Here is a block of entries. Write out its lines exactly, from the first through the one containing "is left untouched.".

(Source data)
********

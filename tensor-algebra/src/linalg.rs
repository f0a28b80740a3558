//! Square matrix algorithms: inversion, determinant and integer powers.
//!
//! Inversion and the determinant share one Gauss-Jordan elimination. Row operations always multiply
//! from the left, so the computed inverse is a left inverse even over non-commutative division rings
//! such as the quaternions, where it is also the two-sided inverse. Elimination composes row
//! operations and needs associativity, hence the [`DivisionRing`] bound: octonion matrices are
//! rejected at compile time.
//!
//! ```compile_fail
//! use tensor_algebra::Tensor;
//! use tensor_algebra::scalar_algebra::{Octonion, Octonions};
//!
//! let octonions = Octonions::<f64>::new();
//! let matrix = Tensor::<Octonion<f64>>::identity(&octonions, 2).unwrap();
//! let _ = matrix.invert(&octonions);
//! ```

use super::*;
use scalar_algebra::{DivisionRing, Ring};

impl<T: Clone, const N: usize> Tensor<T, N> {
    /// Inverse of a square matrix over a division ring.
    pub fn invert<A: DivisionRing<Element = T>>(&self, alg: &A) -> Result<Self> {
        let mut dst = Self::scalar(alg.zero());
        self.invert_into(alg, &mut dst)?;
        Ok(dst)
    }

    /// Writes the inverse into `dst`. On failure `dst` is left untouched.
    #[tracing::instrument(level = "debug", skip_all, fields(shape = ?self.shape()))]
    pub fn invert_into<A: DivisionRing<Element = T>>(&self, alg: &A, dst: &mut Self) -> Result<()> {
        let n = self.square_dim("invert")?;

        let mut work = self.data.clone();
        let mut inverse = Self::identity(alg, n)?.data;

        if eliminate(alg, n, &mut work, Some(inverse.as_mut_slice())).is_none() {
            return Err(TensorError::SingularMatrix(format!(
                "No nonzero pivot found while inverting {n}x{n} matrix"
            )));
        }

        dst.alloc(alg, &[n, n])?;
        dst.data.clone_from_slice(&inverse);

        Ok(())
    }

    /// Determinant computed by the same elimination as [`Tensor::invert`]: the signed product of the
    /// pivots in elimination order. It is `alg.zero()` exactly when inversion fails.
    pub fn determinant<A: DivisionRing<Element = T>>(&self, alg: &A) -> Result<T> {
        let n = self.square_dim("determinant")?;

        let mut work = self.data.clone();
        Ok(eliminate(alg, n, &mut work, None).unwrap_or_else(|| alg.zero()))
    }

    /// Raises a square matrix to a non-negative power by repeated squaring.
    ///
    /// `n == 0` yields the identity and is rejected for the all-zero matrix, where `0^0` is undefined.
    #[tracing::instrument(level = "debug", skip_all, fields(shape = ?self.shape(), exponent = n))]
    pub fn power<A: Ring<Element = T>>(&self, alg: &A, n: i64) -> Result<Self> {
        self.square_dim("power")?;

        if n < 0 {
            return Err(TensorError::InvalidArgument(format!(
                "Negative exponent {n} requires inversion, use power_signed"
            )));
        }
        if n == 0 && self.data.iter().all(|x| alg.is_zero(x)) {
            return Err(TensorError::InvalidArgument(
                "Zero matrix raised to the power 0".to_string(),
            ));
        }

        self.power_unsigned(alg, n.unsigned_abs())
    }

    /// Like [`Tensor::power`], but a negative exponent raises the inverse.
    pub fn power_signed<A: DivisionRing<Element = T>>(&self, alg: &A, n: i64) -> Result<Self> {
        if n < 0 {
            return self.invert(alg)?.power_unsigned(alg, n.unsigned_abs());
        }
        self.power(alg, n)
    }

    fn power_unsigned<A: Ring<Element = T>>(&self, alg: &A, mut exp: u64) -> Result<Self> {
        let n = self.square_dim("power")?;

        let mut result = Self::identity(alg, n)?;
        let mut base = self.clone();
        let mut scratch = Self::zeros(alg, &[n, n])?;

        while exp > 0 {
            if exp & 1 == 1 {
                result.matmul_into(alg, &base, &mut scratch)?;
                std::mem::swap(&mut result, &mut scratch);
            }
            exp >>= 1;
            if exp > 0 {
                base.matmul_into(alg, &base, &mut scratch)?;
                std::mem::swap(&mut base, &mut scratch);
            }
        }

        Ok(result)
    }
}

/// Gauss-Jordan elimination of the row-major `n x n` matrix in `work`, mirroring every row operation
/// on `inverse` when given. Returns the determinant, or `None` when some column has no nonzero pivot.
fn eliminate<A: DivisionRing>(
    alg: &A,
    n: usize,
    work: &mut [A::Element],
    mut inverse: Option<&mut [A::Element]>,
) -> Option<A::Element> {
    let mut det = alg.unity();

    for col in 0..n {
        let pivot_row = (col..n).find(|&row| !alg.is_zero(&work[row * n + col]))?;

        if pivot_row != col {
            swap_rows(work, n, pivot_row, col);
            if let Some(inverse) = inverse.as_deref_mut() {
                swap_rows(inverse, n, pivot_row, col);
            }
            det = alg.negate(&det);
        }

        let pivot = work[col * n + col].clone();
        let pivot_inverse = alg.invert(&pivot)?;
        det = alg.multiply(&det, &pivot);

        scale_row(alg, work, n, col, &pivot_inverse);
        if let Some(inverse) = inverse.as_deref_mut() {
            scale_row(alg, inverse, n, col, &pivot_inverse);
        }

        for row in (0..n).filter(|&row| row != col) {
            let factor = work[row * n + col].clone();
            if alg.is_zero(&factor) {
                continue;
            }
            subtract_row(alg, work, n, row, col, &factor);
            if let Some(inverse) = inverse.as_deref_mut() {
                subtract_row(alg, inverse, n, row, col, &factor);
            }
        }
    }

    Some(det)
}

fn swap_rows<T>(matrix: &mut [T], n: usize, a: usize, b: usize) {
    for k in 0..n {
        matrix.swap(a * n + k, b * n + k);
    }
}

/// `row = factor * row`
fn scale_row<A: Ring>(alg: &A, matrix: &mut [A::Element], n: usize, row: usize, factor: &A::Element) {
    for x in &mut matrix[row * n..(row + 1) * n] {
        *x = alg.multiply(factor, x);
    }
}

/// `target = target - factor * source`
fn subtract_row<A: Ring>(
    alg: &A,
    matrix: &mut [A::Element],
    n: usize,
    target: usize,
    source: usize,
    factor: &A::Element,
) {
    for k in 0..n {
        let delta = alg.multiply(factor, &matrix[source * n + k]);
        matrix[target * n + k] = alg.subtract(&matrix[target * n + k], &delta);
    }
}

#[cfg(test)]
mod tests {
    use super::*;
    use scalar_algebra::{Integers, Quaternion, Quaternions, Reals};
    #[cfg(feature = "bignum")]
    use scalar_algebra::{BigRational, Rationals};

    #[cfg(feature = "bignum")]
    fn rational(n: i64, d: i64) -> BigRational {
        BigRational::new(n.into(), d.into())
    }

    #[test]
    #[cfg(feature = "bignum")]
    fn test_rational_inverse() -> Result<()> {
        let rationals = Rationals;
        let two = rational(2, 1);
        let zero = rational(0, 1);
        let half = rational(1, 2);

        let matrix = Tensor::<BigRational>::try_from(vec![[two.clone(), zero.clone()], [zero.clone(), two]])?;
        let inverse = matrix.invert(&rationals)?;

        assert_eq!(inverse, Tensor::<BigRational>::try_from(vec![[half.clone(), zero.clone()], [zero, half]])?);
        assert_eq!(matrix.determinant(&rationals)?, rational(4, 1));

        Ok(())
    }

    #[test]
    #[cfg(feature = "bignum")]
    fn test_inverse_with_row_exchange() -> Result<()> {
        let rationals = Rationals;
        let matrix = Tensor::<BigRational>::try_from(vec![
            [rational(0, 1), rational(1, 1)],
            [rational(2, 1), rational(3, 1)],
        ])?;

        let inverse = matrix.invert(&rationals)?;
        let expected = Tensor::<BigRational>::try_from(vec![
            [rational(-3, 2), rational(1, 2)],
            [rational(1, 1), rational(0, 1)],
        ])?;
        assert_eq!(inverse, expected);
        assert_eq!(matrix.determinant(&rationals)?, rational(-2, 1));

        let identity = Tensor::<BigRational>::identity(&rationals, 2)?;
        assert_eq!(matrix.matmul(&rationals, &inverse)?, identity);
        assert_eq!(inverse.matmul(&rationals, &matrix)?, identity);

        Ok(())
    }

    #[test]
    fn test_singular_matrix() -> Result<()> {
        let reals = Reals::<f64>::new();
        let singular = Tensor::<f64>::try_from(vec![[1.0, 2.0], [2.0, 4.0]])?;
        let mut dst = Tensor::<f64>::from(vec![7.0]);

        assert!(matches!(
            singular.invert_into(&reals, &mut dst),
            Err(TensorError::SingularMatrix(_))
        ));
        assert_eq!(dst.as_slice(), &[7.0]);
        assert_eq!(dst.shape(), &[1]);
        assert_eq!(singular.determinant(&reals)?, 0.0);

        let rectangular = Tensor::<f64>::filled(&[2, 3], 1.0)?;
        assert!(matches!(rectangular.invert(&reals), Err(TensorError::ShapeMismatch(_))));

        Ok(())
    }

    #[test]
    fn test_quaternion_inverse_round_trip() -> Result<()> {
        let quats = Quaternions::<f64>::with_tolerance(1e-12);
        let matrix = Tensor::<Quaternion<f64>>::try_from(vec![
            [Quaternion::new(1.0, 2.0, 0.0, -1.0), Quaternion::new(0.0, 1.0, 1.0, 0.0)],
            [Quaternion::new(3.0, 0.0, 0.0, 1.0), Quaternion::new(0.5, 0.0, -2.0, 1.0)],
        ])?;

        let inverse = matrix.invert(&quats)?;
        let identity = Tensor::<Quaternion<f64>>::identity(&quats, 2)?;

        assert!(inverse.matmul(&quats, &matrix)?.is_equal(&quats, &identity));
        assert!(matrix.matmul(&quats, &inverse)?.is_equal(&quats, &identity));

        Ok(())
    }

    #[test]
    fn test_power() -> Result<()> {
        let ints = Integers::<i64>::new();
        let fibonacci = Tensor::<i64>::try_from(vec![[1, 1], [1, 0]])?;

        assert_eq!(fibonacci.power(&ints, 10)?.as_slice(), &[89, 55, 55, 34]);
        assert_eq!(fibonacci.power(&ints, 1)?, fibonacci);
        assert_eq!(fibonacci.power(&ints, 0)?, Tensor::<i64>::identity(&ints, 2)?);

        let zero = Tensor::<i64>::zeros(&ints, &[2, 2])?;
        assert!(matches!(zero.power(&ints, 0), Err(TensorError::InvalidArgument(_))));
        assert_eq!(zero.power(&ints, 3)?, zero);
        assert!(matches!(fibonacci.power(&ints, -1), Err(TensorError::InvalidArgument(_))));

        Ok(())
    }

    #[test]
    #[cfg(feature = "bignum")]
    fn test_power_signed() -> Result<()> {
        let rationals = Rationals;
        let matrix = Tensor::<BigRational>::try_from(vec![
            [rational(2, 1), rational(0, 1)],
            [rational(0, 1), rational(1, 3)],
        ])?;

        let cubed_inverse = matrix.power_signed(&rationals, -3)?;
        assert_eq!(
            cubed_inverse,
            Tensor::<BigRational>::try_from(vec![[rational(1, 8), rational(0, 1)], [rational(0, 1), rational(27, 1)]])?
        );
        assert_eq!(matrix.power_signed(&rationals, 2)?, matrix.power(&rationals, 2)?);

        Ok(())
    }
}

********

● **SOLUTION TO THE EXERCISE**
filename tensor-algebra/src/linalg.rs
repository f0a28b80740a3558
//! Square matrix algorithms: inversion, determinant and integer powers.
//!
//! Inversion and the determinant share one Gauss-Jordan elimination. Row operations always multiply
//! from the left, so the computed inverse is a left inverse even over non-commutative division rings
//! such as the quaternions, where it is also the two-sided inverse. Elimination composes row
//! operations and needs associativity, hence the [`DivisionRing`] bound: octonion matrices are
//! rejected at compile time.
//!
//! ```compile_fail
//! use tensor_algebra::Tensor;
//! use tensor_algebra::scalar_algebra::{Octonion, Octonions};
//!
//! let octonions = Octonions::<f64>::new();
//! let matrix = Tensor::<Octonion<f64>>::identity(&octonions, 2).unwrap();
//! let _ = matrix.invert(&octonions);
//! ```

use super::*;
use scalar_algebra::{DivisionRing, Ring};

impl<T: Clone, const N: usize> Tensor<T, N> {
    /// Inverse of a square matrix over a division ring.
    pub fn invert<A: DivisionRing<Element = T>>(&self, alg: &A) -> Result<Self> {
        let mut dst = Self::scalar(alg.zero());
        self.invert_into(alg, &mut dst)?;
        Ok(dst)
    }

    /// Writes the inverse into `dst`. On failure `dst` is left untouched.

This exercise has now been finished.